Elvira (Lea Myren) is the older sister of widower Rebekka (Ane Dahl Torp), who just re-married thinking her new husband is rich, but after his sudden death not long after the wedding, finds from his daughter Agnes (Thea Sofie Loch Naess) that he was incredibly poor. Frustrated and wanting to maintain her wealthy status, she forces Elvira to undergo a series of painful surgeries to make herself more presentable to the young Prince Julian (Isac Calmroth) before his big gala. Elvira undergoes the heavily evasive medical experiments and slowly becomes more attractive on the outside, but her own obsession over Julian makes her uglier on the inside, turning on Agnes and resorting to even more deeper levels of depravity to make herself perfect for her Prince Charming.

A Norwegian film, "The Ugly Stepsister" steps away from American censorship and goes full-Cronenberg in its delivery, turning Elvira from a withering flower to a blossoming one, before all the surgeries and other means she employs turns her into the ultimate ugly duckling. Anyone who's read the story knows about Cinderella's evil step-sisters, but this film takes a different spin on it: Both Elvira and her younger sister Alma are actually nice, polite, and kind - but their mother, Rebekka, is ruthless, diabolical, and will stop at nothing to achieve fortune. She's the one who forces Elvira to undergo the surgeries she endures (to full visual detail) to make her beautiful, and in doing so causes Elvira to suffer her own crisis of conscious as she at first saw herself as fine, but through negative enforcement found herself to be uglier than she is, forcing her to make some unspeakable choices to make herself more beautiful.

The film is definitely akin to the likes of "Black Swan" in that both movies center on a woman striving for perfection - there, Natalie Portman's Nina puts her body through the ringer to be the perfect Black Swan, and here Lea Myren's Elvira also puts her body through the ringer to be the perfect Princess. Myren is a revelation, playing the role with innocence that makes her endearing, captivating, and, most importantly, sympathetic. Seeing the evil stepsisters in the Disney version, you wouldn't have any sympathy for them, but Myren's innocent eyes convey the torturous soul inside that is trapped in a shell of outer beauty.

It's also a lot like "The Substance" in its body horror, to which director Emilie Blichfeldt doesn't shy away from. Elvira gets a nose job, which sounds painless now, but considering the time this takes place it's nothing but, and we see it happen without the camera pulling away. So too her surgery to get new eyelashes that will make the most ardent moviegoer squirm (yes, even I squirmed a bit, even though in my mind I was figuring out how they did it while showing us every...gory...detail).
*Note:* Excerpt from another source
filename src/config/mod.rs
pub mod settings;

pub use settings::Settings;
Then there's the tapeworm, which had another person in the audience gasping in terror and had my mouth on the floor with how well it was shot and how much we saw of it.

Forgetting the Disneyfied version of the Cinderella story, "The Ugly Stepsister" leans more to its original source while also giving a compelling performance by Lea Myren that makes her ugly stepsister someone you sympathize with as she endures tortures few can imagine.